Location: The western periphery of Terra Australis
24,544 posts, read 56,047,835 times
Reputation: 11862
Quote:
Originally Posted by JetJockey View Post
I've always found that odd as well, but I think it's just a way to show your girlfriends that you love them. A woman's appearance, sadly, is far more important than her accomplishments, so many of them rely on these comments to hike up their self esteem.

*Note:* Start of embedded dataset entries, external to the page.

/// Presentation layer: double-buffered, diff-based terminal renderer.
///
/// How it works:
///   1. Build the next frame into `front` (a grid of Cells)
///   2. Compare each cell with `back` (the previous frame)
///   3. Emit terminal commands only for cells that changed
///   4. Batch everything with `queue!`, flush once, swap buffers
///
/// Game cells are drawn two terminal columns wide so the playfield is
/// roughly square on common fonts.

use std::io::{self, BufWriter, Write};

use crossterm::{
    cursor::{self, MoveTo},
    execute, queue,
    style::{Color, Print, SetBackgroundColor, SetForegroundColor},
    terminal::{self, Clear, ClearType},
};

use crate::domain::entity::{Element, LifeState};
use crate::domain::tile::Tile;
use crate::sim::ranking::RankingBoard;
use crate::sim::world::World;

const CELL_W: usize = 2;
const HUD_ROW: usize = 0;
const MAP_ROW: usize = 2;

const BASE_BG: Color = Color::Rgb { r: 18, g: 18, b: 28 };
const FIRE_COLOR: Color = Color::Rgb { r: 255, g: 110, b: 60 };
const WATER_COLOR: Color = Color::Rgb { r: 80, g: 180, b: 255 };

// ── Cell: the unit of the back-buffer ──

#[derive(Clone, Copy, PartialEq, Eq)]
struct Cell {
    ch: char,
    fg: Color,
    bg: Color,
}

impl Cell {
    const BLANK: Cell = Cell { ch: ' ', fg: Color::White, bg: BASE_BG };

    /// Different from any drawable cell, so every position re-renders.
    const INVALID: Cell = Cell { ch: '\0', fg: Color::Magenta, bg: Color::Magenta };
}

struct FrameBuffer {
    width: usize,
    height: usize,
    cells: Vec<Cell>,
}

impl FrameBuffer {
    fn new(w: usize, h: usize) -> Self {
        FrameBuffer { width: w, height: h, cells: vec![Cell::BLANK; w * h] }
    }

    fn resize(&mut self, w: usize, h: usize) {
        if self.width != w || self.height != h {
            self.width = w;
            self.height = h;
            self.cells = vec![Cell::BLANK; w * h];
        }
    }

    fn clear(&mut self) {
        self.cells.fill(Cell::BLANK);
    }

    fn fill(&mut self, cell: Cell) {
        self.cells.fill(cell);
    }

    fn set(&mut self, x: usize, y: usize, cell: Cell) {
        if x < self.width && y < self.height {
            self.cells[y * self.width + x] = cell;
        }
    }

    fn put_str(&mut self, x: usize, y: usize, s: &str, fg: Color, bg: Color) {
        let mut cx = x;
        for ch in s.chars() {
            if cx >= self.width {
                break;
            }
            self.set(cx, y, Cell { ch, fg, bg });
            cx += 1;
        }
    }

    fn put_centered(&mut self, y: usize, s: &str, fg: Color, bg: Color) {
        let len = s.chars().count();
        let x = self.width.saturating_sub(len) / 2;
        self.put_str(x, y, s, fg, bg);
    }
}

// ── HUD data handed over by the game loop ──

pub struct Hud<'a> {
    pub stage_name: &'a str,
    pub stage_idx: usize,
    pub stage_count: usize,
    pub elapsed: f32,
}

// ── Renderer ──

pub struct Renderer {
    writer: BufWriter<io::Stdout>,
    front: FrameBuffer,
    back: FrameBuffer,
    term_w: usize,
    term_h: usize,
}

impl Renderer {
    pub fn new() -> Self {
        Renderer {
            writer: BufWriter::with_capacity(16384, io::stdout()),
            front: FrameBuffer::new(0, 0),
            back: FrameBuffer::new(0, 0),
            term_w: 0,
            term_h: 0,
        }
    }

    pub fn init(&mut self) -> io::Result<()> {
        terminal::enable_raw_mode()?;
        execute!(
            self.writer,
            terminal::EnterAlternateScreen,
            cursor::Hide,
            SetBackgroundColor(BASE_BG),
            Clear(ClearType::All),
        )
    }

    pub fn cleanup(&mut self) -> io::Result<()> {
        execute!(
            self.writer,
            cursor::Show,
            terminal::LeaveAlternateScreen,
        )?;
        terminal::disable_raw_mode()
    }

    fn begin_frame(&mut self) -> io::Result<()> {
        let (w, h) = terminal::size()?;
        let (w, h) = (w as usize, h as usize);
        if (w, h) != (self.term_w, self.term_h) {
            self.term_w = w;
            self.term_h = h;
            self.front.resize(w, h);
            self.back.resize(w, h);
            self.back.fill(Cell::INVALID);
            queue!(self.writer, SetBackgroundColor(BASE_BG), Clear(ClearType::All))?;
        }
        self.front.clear();
        Ok(())
    }

    /// Diff front against back, emit changed cells, swap.
    fn flush_frame(&mut self) -> io::Result<()> {
        let mut fg = Color::Reset;
        let mut bg = Color::Reset;
        for y in 0..self.front.height {
            let mut x = 0;
            while x < self.front.width {
                let idx = y * self.front.width + x;
                let cell = self.front.cells[idx];
                if cell == self.back.cells[idx] {
                    x += 1;
                    continue;
                }
                queue!(self.writer, MoveTo(x as u16, y as u16))?;
                // Run of changed cells from here.
                while x < self.front.width {
                    let idx = y * self.front.width + x;
                    let cell = self.front.cells[idx];
                    if cell == self.back.cells[idx] {
                        break;
                    }
                    if cell.fg != fg {
                        queue!(self.writer, SetForegroundColor(cell.fg))?;
                        fg = cell.fg;
                    }
                    if cell.bg != bg {
                        queue!(self.writer, SetBackgroundColor(cell.bg))?;
                        bg = cell.bg;
                    }
                    queue!(self.writer, Print(cell.ch))?;
                    x += 1;
                }
            }
        }
        std::mem::swap(&mut self.front, &mut self.back);
        self.writer.flush()
    }

    // ── Playfield ──

    pub fn render_playing(
        &mut self,
        world: &World,
        hud: &Hud,
        banner: Option<&str>,
    ) -> io::Result<()> {
        self.begin_frame()?;

        let hud_line = format!(
            "EMBER & TIDE  {} ({}/{})   gems {}:{}   deaths {}   {}   [R]estart  [Esc] menu",
            hud.stage_name,
            hud.stage_idx + 1,
            hud.stage_count,
            world.gem_count(Element::Fire),
            world.gem_count(Element::Water),
            world.deaths,
            format_time(hud.elapsed),
        );
        self.front.put_str(1, HUD_ROW, &hud_line, Color::White, BASE_BG);

        let off_x = self
            .term_w
            .saturating_sub(world.width as usize * CELL_W)
            / 2;

        // Terrain.
        for y in 0..world.height {
            for x in 0..world.width {
                let (s, fg) = self.tile_glyph(world, x, y);
                self.front.put_str(
                    off_x + x as usize * CELL_W,
                    MAP_ROW + y as usize,
                    s,
                    fg,
                    BASE_BG,
                );
            }
        }

        // Overlay: lifts, platforms, then characters on top.
        for lift in &world.lifts {
            let row = lift.row();
            for i in 0..lift.width {
                self.front.put_str(
                    off_x + (lift.x + i) as usize * CELL_W,
                    MAP_ROW + row as usize,
                    "──",
                    Color::White,
                    BASE_BG,
                );
            }
        }
        for plat in &world.platforms {
            if !plat.active {
                continue;
            }
            let (px, py) = plat.rounded();
            self.front.put_str(
                off_x + px as usize * CELL_W,
                MAP_ROW + py as usize,
                "══",
                Color::DarkGreen,
                BASE_BG,
            );
        }
        for p in &world.players {
            let (glyph, color) = match (p.elem, p.state) {
                (_, LifeState::Dead) => ("x ", Color::DarkGrey),
                (Element::Fire, _) => ("@ ", FIRE_COLOR),
                (Element::Water, _) => ("@ ", WATER_COLOR),
            };
            if p.x >= 0 && p.y >= 0 {
                self.front.put_str(
                    off_x + p.x as usize * CELL_W,
                    MAP_ROW + p.y as usize,
                    glyph,
                    color,
                    BASE_BG,
                );
            }
        }

        if let Some(text) = banner {
            let row = MAP_ROW + world.height as usize + 1;
            self.front.put_centered(row, text, Color::Yellow, BASE_BG);
        }

        self.flush_frame()
    }

    fn tile_glyph(&self, world: &World, x: i32, y: i32) -> (&'static str, Color) {
        match world.tile_at(x, y) {
            Tile::Empty | Tile::Platform | Tile::Lift | Tile::BarrierMark => ("  ", Color::White),
            Tile::Wall => ("██", Color::DarkGrey),
            Tile::Floor => ("▒▒", Color::Grey),
            Tile::FireTerrain => ("~~", FIRE_COLOR),
            Tile::WaterTerrain => ("~~", WATER_COLOR),
            Tile::Crate => ("[]", Color::Yellow),
            Tile::Switch => {
                let lit = world
                    .switch_at(x, y)
                    .map_or(false, |i| world.switches[i].activated);
                ("oo", if lit { Color::Green } else { Color::DarkYellow })
            }
            Tile::Door => ("▐▌", Color::Magenta),
            Tile::Barrier => ("||", Color::DarkCyan),
            Tile::FireGem => ("**", FIRE_COLOR),
            Tile::WaterGem => ("**", WATER_COLOR),
            Tile::FireSpawn => (". ", Color::DarkRed),
            Tile::WaterSpawn => (". ", Color::DarkBlue),
            Tile::Exit => ("◊◊", Color::Green),
        }
    }

    // ── Menu screens ──

    pub fn render_title(&mut self, cursor: usize, stage_count: usize) -> io::Result<()> {
        self.begin_frame()?;

        let art = [
            "▄▄▄▄▄ ▄   ▄ ▄▄▄▄  ▄▄▄▄▄ ▄▄▄▄        ▄▄▄",
            "█     ██ ██ █   █ █     █   █       █   █",
            "█▄▄▄  █ █ █ █▄▄▄▀ █▄▄▄  █▄▄▄▀       ▀▄▀▄▀",
            "█     █   █ █   █ █     █  █         █ █",
            "█▄▄▄▄ █   █ █▄▄▄▀ █▄▄▄▄ █   █        ▀▄▀",
            "",
            "▄▄▄▄▄ ▄▄▄ ▄▄▄▄   ▄▄▄▄▄",
            "  █    █  █   █  █",
            "  █    █  █   █  █▄▄▄",
            "  █    █  █   █  █",
            "  █   ▄█▄ █▄▄▄▀  █▄▄▄▄",
        ];
        for (i, line) in art.iter().enumerate() {
            let color = if i < 5 { FIRE_COLOR } else { WATER_COLOR };
            self.front.put_centered(2 + i, line, color, BASE_BG);
        }

        let menu = ["Play", "How to Play", "Rankings", "Quit"];
        let base = 2 + art.len() + 2;
        for (i, item) in menu.iter().enumerate() {
            let (text, color) = if i == cursor {
                (format!("▶ {item} ◀"), Color::Yellow)
            } else {
                (format!("  {item}  "), Color::White)
            };
            self.front.put_centered(base + i * 2, &text, color, BASE_BG);
        }

        self.front.put_centered(
            base + menu.len() * 2 + 1,
            &format!("↑/↓ + Enter ⋅ 1-{} jumps straight to a stage", stage_count.min(9)),
            Color::DarkGrey,
            BASE_BG,
        );

        self.flush_frame()
    }

    pub fn render_howto(&mut self) -> io::Result<()> {
        self.begin_frame()?;

        let lines = [
            ("HOW TO PLAY", Color::Yellow),
            ("", Color::White),
            ("Two characters, one keyboard, one exit.", Color::White),
            ("", Color::White),
            ("Ember (red)   ← → move, ↑ jump. Walks on ~fire~, dies in water.", FIRE_COLOR),
            ("Tide  (blue)  A D move,  W jump. Swims in ~water~, dies in fire.", WATER_COLOR),
            ("", Color::White),
            ("** gems    are collected only by the matching character.", Color::White),
            ("[] crates  can be pushed, stack, and hold switches down.", Color::White),
            ("oo switches open every ▐▌ door while anything stands on them.", Color::White),
            ("|| barriers retract only while a crate rests on their switch.", Color::White),
            ("── lifts glide to their far stop while their switch is held.", Color::White),
            ("══ moving platforms carry whoever rides them.", Color::White),
            ("", Color::White),
            ("Bring BOTH characters to the ◊◊ exit. Fastest runs enter the", Color::White),
            ("leaderboard. R restarts a stage, Esc returns to this menu.", Color::White),
            ("", Color::White),
            ("Press Esc or Enter to go back.", Color::DarkGrey),
        ];
        for (i, (line, color)) in lines.iter().enumerate() {
            self.front.put_centered(2 + i, line, *color, BASE_BG);
        }

        self.flush_frame()
    }

    pub fn render_ranking(&mut self, board: &RankingBoard) -> io::Result<()> {
        self.begin_frame()?;

        self.front.put_centered(2, "TOP RUNS", Color::Yellow, BASE_BG);
        self.front.put_centered(
            4,
            "  #  name              time     deaths",
            Color::DarkCyan,
            BASE_BG,
        );
        self.front.put_centered(
            5,
            "───────────────────────────────────────",
            Color::DarkCyan,
            BASE_BG,
        );

        if board.entries.is_empty() {
            self.front.put_centered(7, "No runs recorded yet.", Color::White, BASE_BG);
        } else {
            for (i, e) in board.entries.iter().enumerate() {
                let color = match i {
                    0 => Color::Yellow,
                    1 => Color::White,
                    2 => Color::DarkYellow,
                    _ => Color::Grey,
                };
                let line = format!(
                    " {:2}  {:<16}  {}   {:3}",
                    i + 1,
                    e.name,
                    format_time(e.clear_time),
                    e.deaths,
                );
                self.front.put_centered(6 + i, &line, color, BASE_BG);
            }
        }

        self.front.put_centered(
            8 + board.entries.len().max(1),
            "Press Esc or Enter to go back.",
            Color::DarkGrey,
            BASE_BG,
        );

        self.flush_frame()
    }

    pub fn render_name_entry(&mut self, name: &str, elapsed: f32, deaths: u32) -> io::Result<()> {
        self.begin_frame()?;

        self.front.put_centered(3, "A RUN FOR THE BOOKS", Color::Yellow, BASE_BG);
        self.front.put_centered(
            5,
            &format!("cleared in {}  ⋅  {} deaths", format_time(elapsed), deaths),
            Color::White,
            BASE_BG,
        );
        self.front.put_centered(8, "Enter your name:", Color::White, BASE_BG);
        self.front
            .put_centered(10, &format!("[ {:<16} ]", name), Color::Green, BASE_BG);
        self.front.put_centered(
            13,
            "Enter to record ⋅ Esc to skip",
            Color::DarkGrey,
            BASE_BG,
        );

        self.flush_frame()
    }

    pub fn render_finale(&mut self, elapsed: f32, deaths: u32, gems: u32) -> io::Result<()> {
        self.begin_frame()?;

        self.front.put_centered(4, "BOTH MADE IT OUT", Color::Green, BASE_BG);
        self.front.put_centered(
            6,
            &format!(
                "time {}  ⋅  gems {}  ⋅  deaths {}",
                format_time(elapsed),
                gems,
                deaths
            ),
            Color::White,
            BASE_BG,
        );
        self.front.put_centered(
            9,
            "Enter: back to the title ⋅ Esc: quit",
            Color::DarkGrey,
            BASE_BG,
        );

        self.flush_frame()
    }
}

fn format_time(seconds: f32) -> String {
    let total = seconds.max(0.0) as u32;
    format!("{:02}:{:02}", total / 60, total % 60)
}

I have 4 photos on my facebook. Two don't even have me in them (my dogs and the last plane I flew) and one is a close up of me flying with the sky reflected in my glasses. It's an awesome picture

I forbid tagging as well, if I'm in a friends photo. I know people who post a TON of pictures of themselves (one girl has over 800 pictures!) and I can't help but think if they had high self esteem they wouldn't feel the need to constantly be complimented by others.
There's this certain young lady I have on my facebook who is an old classmate - actually my sister's old friend, and she looks very different to how I remember her. She's totally into dolling herself up, and her pouty photos with the hips and the posturing, it's borderline ridiculous. Personally I don't think she's attractive even with all that makeup so I didn't comment but there are like 20 comments of how gorgeous and sexy she is.

Then another girl, a couple of girls were saying faux lesbian things, one said 'I want you' and another was like 'I'm not a guy (obviously)' but ____. Are these compliments bordering on flirting from bi women or are they just playing around? I don't know.

Maybe I should delete some of these people so I don't have to 'follow' them when I don't want to, but it would be kinda petty and there are so many of them. Yeah I know those who have sooo many pics of them, it's plain annoying...I have tons of pics of my travels, a lot of them without me, whereas I notice some people only tend to have pics of themselves or close friends.

It's good to express positive feelings for one another but I just feel all this constant praising for looks...it's like eating too much chocolate or something, I'm sure it loses it's appeal. Maybe these girls are hungry for compliments about how sexy they are. Anyway what if someone says something that's not so nice? I've seen some girls can downright nasty when some uncomplimentary comments were posted.

But yes, appearance definitely seems to define a lot of women. It's probably also women like this as well as men that make things annoying for women like you, Jet. Who cares, though, people like us don't need to buy into the shallowness of it all. I'm not saying it's bad to care about looks or want to be pretty, but should it be such a huge priority? Maybe I'm in a grumpy mood today, but other people...bleh...sometimes I don't relate, I really do not.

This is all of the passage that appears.